──────── Source records
//! Session context resolved once from local storage.
//!
//! Callers receive the resolved `SessionContext` explicitly instead of
//! reading storage themselves. The core rules only read it.

use std::fmt::{self, Display, Formatter};
use std::str::FromStr;

use serde::{Deserialize, Serialize};

use crate::error::CoreDeskError;
use crate::local_storage::{LocalStorage, CUSTOMER_KEY, USER_KEY};
use crate::queries::TicketCriteria;

/// Staff role.
#[derive(Debug, Clone, Copy, PartialEq, Eq, Serialize, Deserialize)]
#[serde(rename_all = "lowercase")]
pub enum Role {
    Operador,
    Gestor,
    Admin,
    Manager,
}

impl Role {
    pub fn as_str(&self) -> &'static str {
        match self {
            Role::Operador => "operador",
            Role::Gestor => "gestor",
            Role::Admin => "admin",
            Role::Manager => "manager",
        }
    }
}

impl Display for Role {
    fn fmt(&self, formatter: &mut Formatter<'_>) -> fmt::Result {
        formatter.write_str(self.as_str())
    }
}

impl FromStr for Role {
    type Err = CoreDeskError;

    fn from_str(value: &str) -> Result<Self, Self::Err> {
        match value.trim().to_lowercase().as_str() {
            "operador" => Ok(Role::Operador),
            "gestor" => Ok(Role::Gestor),
            "admin" => Ok(Role::Admin),
            "manager" => Ok(Role::Manager),
            other => Err(CoreDeskError::Session(format!("unknown role '{other}'"))),
        }
    }
}

#[derive(Debug, Serialize, Deserialize)]
struct StoredIdentity {
    username: String,
    #[serde(default, skip_serializing_if = "Option::is_none")]
    role: Option<Role>,
}

/// Identity of whoever is using the helpdesk.
#[derive(Debug, Clone, PartialEq, Eq)]
pub enum SessionContext {
    Customer { username: String },
    Staff { username: String, role: Role },
}

impl SessionContext {
    pub fn username(&self) -> &str {
        match self {
            SessionContext::Customer { username } | SessionContext::Staff { username, .. } => {
                username
            }
        }
    }

    pub fn role(&self) -> Option<Role> {
        match self {
            SessionContext::Customer { .. } => None,
            SessionContext::Staff { role, .. } => Some(*role),
        }
    }

    /// Narrow criteria to what this session may browse.
    ///
    /// Customers only see the tickets they requested; staff see everything.
    pub fn scope(&self, criteria: TicketCriteria) -> TicketCriteria {
        match self {
            SessionContext::Customer { username } => criteria.with_requester(username.clone()),
            SessionContext::Staff { .. } => criteria,
        }
    }
}

impl Display for SessionContext {
    fn fmt(&self, formatter: &mut Formatter<'_>) -> fmt::Result {
        match self {
            SessionContext::Customer { username } => write!(formatter, "{username} (customer)"),
            SessionContext::Staff { username, role } => write!(formatter, "{username} ({role})"),
        }
    }
}

fn parse_identity(key: &str, raw: &str) -> Result<StoredIdentity, CoreDeskError> {
    let identity: StoredIdentity = serde_json::from_str(raw)
        .map_err(|error| CoreDeskError::Session(format!("invalid {key} entry: {error}")))?;
    if identity.username.trim().is_empty() {
        return Err(CoreDeskError::Session(format!(
            "{key} entry has an empty username"
        )));
    }
    Ok(identity)
}

/// Resolve the session from storage.
///
/// The staff entry wins when both entries are present.
///
/// # Errors
/// Returns `CoreDeskError::Session` if an entry is malformed or a staff
/// entry carries no role.
pub fn resolve_session(storage: &LocalStorage) -> Result<Option<SessionContext>, CoreDeskError> {
    if let Some(raw) = storage.get(USER_KEY) {
        let identity = parse_identity(USER_KEY, raw)?;
        let role = identity
            .role
            .ok_or_else(|| CoreDeskError::Session(format!("{USER_KEY} entry has no role")))?;
        return Ok(Some(SessionContext::Staff {
            username: identity.username,
            role,
        }));
    }
    if let Some(raw) = storage.get(CUSTOMER_KEY) {
        let identity = parse_identity(CUSTOMER_KEY, raw)?;
        return Ok(Some(SessionContext::Customer {
            username: identity.username,
        }));
    }
    Ok(None)
}

/// Record a session in storage, replacing any previous one.
///
/// # Errors
/// Returns `CoreDeskError::Session` if the username is blank.
pub fn store_session(storage: &mut LocalStorage, session: &SessionContext) -> Result<(), CoreDeskError> {
    let username = session.username().trim();
    if username.is_empty() {
        return Err(CoreDeskError::Session("username is required".to_string()));
    }
    let identity = StoredIdentity {
        username: username.to_string(),
        role: session.role(),
    };
    let json = serde_json::to_string(&identity).map_err(|error| CoreDeskError::Io(error.to_string()))?;
    clear_session(storage);
    let key = match session {
        SessionContext::Customer { .. } => CUSTOMER_KEY,
        SessionContext::Staff { .. } => USER_KEY,
    };
    storage.set(key, json);
    Ok(())
}

/// Remove both session entries.
pub fn clear_session(storage: &mut LocalStorage) {
    storage.remove(CUSTOMER_KEY);
    storage.remove(USER_KEY);
}
//! Installed-kernel path resolution.
//!
//! The BBL payload is the kernel image a previous OS build installed into
//! its rootfs. That build is a declared dependency, so by the time
//! configure runs the image must already exist.

use crate::builder::config::Config;
use crate::builder::target::CrossTarget;
use anyhow::{bail, Result};
use std::path::PathBuf;

/// Which OS build supplies the payload kernel.
#[derive(Clone, Copy, Debug, PartialEq, Eq)]
pub enum KernelProvider {
    FreeBsd,
    FreeBsdWithDefaultOptions,
    CheriBsd,
}

impl KernelProvider {
    fn os_name(self) -> &'static str {
        match self {
            Self::FreeBsd => "freebsd",
            Self::FreeBsdWithDefaultOptions => "freebsd-with-default-options",
            Self::CheriBsd => "cheribsd",
        }
    }

    /// Name of the kernel build target this provider depends on.
    pub fn kernel_target(self, target: CrossTarget) -> String {
        format!("{}-{}", self.os_name(), target.arch_id())
    }

    /// Rootfs tree the kernel build installs into. BBL installs alongside it.
    pub fn rootfs_dir(self, config: &Config, target: CrossTarget) -> PathBuf {
        config
            .output_root
            .join(format!("rootfs-{}", self.kernel_target(target)))
    }

    /// Path of the kernel image inside the rootfs.
    pub fn installed_kernel_path(self, config: &Config, target: CrossTarget) -> PathBuf {
        self.rootfs_dir(config, target).join("boot/kernel/kernel")
    }

    /// Resolve the payload, failing if the kernel build has not run yet.
    pub fn require_kernel(self, config: &Config, target: CrossTarget) -> Result<PathBuf> {
        let path = self.installed_kernel_path(config, target);
        if !path.exists() {
            bail!(
                "Kernel image {} not found. Build {} first",
                path.display(),
                self.kernel_target(target)
            );
        }
        Ok(path)
    }
}
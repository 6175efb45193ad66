//! Build configuration.
//!
//! Paths come from `bblbuild.json` in the working directory (or `--config`).
//! Every field has a default, so the file is optional.

use anyhow::{Context, Result};
use serde::{Deserialize, Serialize};
use std::path::{Path, PathBuf};

pub const CONFIG_FILE: &str = "bblbuild.json";

#[derive(Clone, Debug, Serialize, Deserialize)]
#[serde(default)]
pub struct Config {
    /// Root for build outputs (target rootfs trees, the gdb-native install).
    pub output_root: PathBuf,
    /// Prebuilt cross-SDK root (LLVM binutils under `bin/`).
    pub sdk_root: PathBuf,
    /// Where source checkouts are cached.
    pub vendor_dir: PathBuf,
}

impl Default for Config {
    fn default() -> Self {
        Self {
            output_root: PathBuf::from("output"),
            sdk_root: PathBuf::from("output/sdk"),
            vendor_dir: PathBuf::from("vendor"),
        }
    }
}

impl Config {
    /// Load the config file. The default file may be absent; an explicitly
    /// requested one must exist.
    pub fn load(path: Option<&Path>) -> Result<Self> {
        match path {
            Some(path) => Self::read(path),
            None => {
                let default = Path::new(CONFIG_FILE);
                if default.exists() {
                    Self::read(default)
                } else {
                    Ok(Self::default())
                }
            }
        }
    }

    fn read(path: &Path) -> Result<Self> {
        let text = std::fs::read_to_string(path)
            .with_context(|| format!("Failed to read config {}", path.display()))?;
        serde_json::from_str(&text).with_context(|| format!("Invalid config {}", path.display()))
    }
}
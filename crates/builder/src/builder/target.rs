//! Cross-compilation target selection.

use clap::ValueEnum;

/// The cross-compilation targets the BBL projects can serve.
///
/// Only 64-bit RISC-V is supported; the two capability branches are
/// CheriBSD-only (plain FreeBSD has no CHERI hardware support).
#[derive(Clone, Copy, Debug, PartialEq, Eq, ValueEnum)]
pub enum CrossTarget {
    /// FreeBSD with the CHERI project's kernel options
    #[value(name = "freebsd-riscv64")]
    FreeBsdRiscv64,
    /// Stock FreeBSD (default kernel options)
    #[value(name = "freebsd-with-default-options-riscv64")]
    FreeBsdWithDefaultOptionsRiscv64,
    /// CheriBSD, hybrid ABI
    #[value(name = "cheribsd-riscv64")]
    CheriBsdRiscv64,
    /// CheriBSD, pure-capability ABI
    #[value(name = "cheribsd-riscv64-purecap")]
    CheriBsdRiscv64Purecap,
}

impl CrossTarget {
    pub const ALL: &'static [CrossTarget] = &[
        CrossTarget::FreeBsdRiscv64,
        CrossTarget::FreeBsdWithDefaultOptionsRiscv64,
        CrossTarget::CheriBsdRiscv64,
        CrossTarget::CheriBsdRiscv64Purecap,
    ];

    /// Stable identifier used in directory names and CLI output.
    pub fn id(self) -> &'static str {
        match self {
            Self::FreeBsdRiscv64 => "freebsd-riscv64",
            Self::FreeBsdWithDefaultOptionsRiscv64 => "freebsd-with-default-options-riscv64",
            Self::CheriBsdRiscv64 => "cheribsd-riscv64",
            Self::CheriBsdRiscv64Purecap => "cheribsd-riscv64-purecap",
        }
    }

    /// Architecture part of the identifier.
    pub fn arch_id(self) -> &'static str {
        if self.is_purecap() {
            "riscv64-purecap"
        } else {
            "riscv64"
        }
    }

    /// GNU host triple passed to configure.
    pub fn triple(self) -> &'static str {
        match self {
            Self::FreeBsdRiscv64 | Self::FreeBsdWithDefaultOptionsRiscv64 | Self::CheriBsdRiscv64 => {
                "riscv64-unknown-freebsd"
            }
            Self::CheriBsdRiscv64Purecap => "riscv64c-unknown-freebsd",
        }
    }

    /// Pure-capability ABI target (all pointers are hardware capabilities).
    pub fn is_purecap(self) -> bool {
        matches!(self, Self::CheriBsdRiscv64Purecap)
    }

    /// Target OS with CHERI hardware support.
    pub fn is_cheribsd(self) -> bool {
        matches!(self, Self::CheriBsdRiscv64 | Self::CheriBsdRiscv64Purecap)
    }
}
//! Cross-SDK tool resolution.
//!
//! The BBL build uses objcopy flags the LLVM tool rejects, so OBJCOPY
//! points at the GNU `gobjcopy` installed by the native gdb build. The
//! remaining binutils roles come from the SDK's LLVM tools.

use crate::builder::config::Config;
use anyhow::{bail, Result};
use std::path::PathBuf;

/// Tool roles overridden in the configure/make environment.
#[derive(Clone, Copy, Debug, PartialEq, Eq)]
pub enum ToolRole {
    Objcopy,
    Readelf,
    Ranlib,
    Archiver,
}

impl ToolRole {
    /// Environment variable the configure script honors.
    pub fn env_var(self) -> &'static str {
        match self {
            Self::Objcopy => "OBJCOPY",
            Self::Readelf => "READELF",
            Self::Ranlib => "RANLIB",
            Self::Archiver => "AR",
        }
    }
}

/// Freestanding compile flags for the firmware build.
pub const CFLAGS: &str = "-nostdlib";
/// Link flags; bbl carries its own startup code.
pub const LDFLAGS: &str = "-nostartfiles -nostdlib -static";

/// `bin/` directory of the prebuilt cross SDK.
pub fn sdk_bindir(config: &Config) -> PathBuf {
    config.sdk_root.join("bin")
}

/// `bin/` directory of the native gdb install.
pub fn gdb_native_bindir(config: &Config) -> PathBuf {
    config.output_root.join("gdb-native").join("bin")
}

/// Tool overrides for the configure and make environment, constructed once
/// per build invocation.
pub fn configure_env(config: &Config) -> Vec<(ToolRole, PathBuf)> {
    vec![
        (ToolRole::Objcopy, gdb_native_bindir(config).join("gobjcopy")),
        (ToolRole::Readelf, sdk_bindir(config).join("llvm-readelf")),
        (ToolRole::Ranlib, sdk_bindir(config).join("llvm-ranlib")),
        (ToolRole::Archiver, sdk_bindir(config).join("llvm-ar")),
    ]
}

/// Check that the host tools and SDK paths a build would touch are present.
pub fn doctor(config: &Config) -> Result<()> {
    let mut ok = true;

    for tool in ["make", "git"] {
        if which::which(tool).is_err() {
            eprintln!("[FAIL] missing `{tool}` in PATH");
            ok = false;
        } else {
            eprintln!("[OK] {tool}");
        }
    }

    for (role, path) in configure_env(config) {
        if path.is_file() {
            eprintln!("[OK] {} = {}", role.env_var(), path.display());
        } else {
            eprintln!("[FAIL] missing {}: {}", role.env_var(), path.display());
            ok = false;
        }
    }

    if !ok {
        bail!("doctor checks failed");
    }
    Ok(())
}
────────────────
Please give an exact copy of the lines above, beginning with the line containing "are hardware capabilities)." and running through the line containing "the firmware build.", and of no other lines.

_Exercise answer:_
    /// Pure-capability ABI target (all pointers are hardware capabilities).
    pub fn is_purecap(self) -> bool {
        matches!(self, Self::CheriBsdRiscv64Purecap)
    }

    /// Target OS with CHERI hardware support.
    pub fn is_cheribsd(self) -> bool {
        matches!(self, Self::CheriBsdRiscv64 | Self::CheriBsdRiscv64Purecap)
    }
}
//! Cross-SDK tool resolution.
//!
//! The BBL build uses objcopy flags the LLVM tool rejects, so OBJCOPY
//! points at the GNU `gobjcopy` installed by the native gdb build. The
//! remaining binutils roles come from the SDK's LLVM tools.

use crate::builder::config::Config;
use anyhow::{bail, Result};
use std::path::PathBuf;

/// Tool roles overridden in the configure/make environment.
#[derive(Clone, Copy, Debug, PartialEq, Eq)]
pub enum ToolRole {
    Objcopy,
    Readelf,
    Ranlib,
    Archiver,
}

impl ToolRole {
    /// Environment variable the configure script honors.
    pub fn env_var(self) -> &'static str {
        match self {
            Self::Objcopy => "OBJCOPY",
            Self::Readelf => "READELF",
            Self::Ranlib => "RANLIB",
            Self::Archiver => "AR",
        }
    }
}

/// Freestanding compile flags for the firmware build.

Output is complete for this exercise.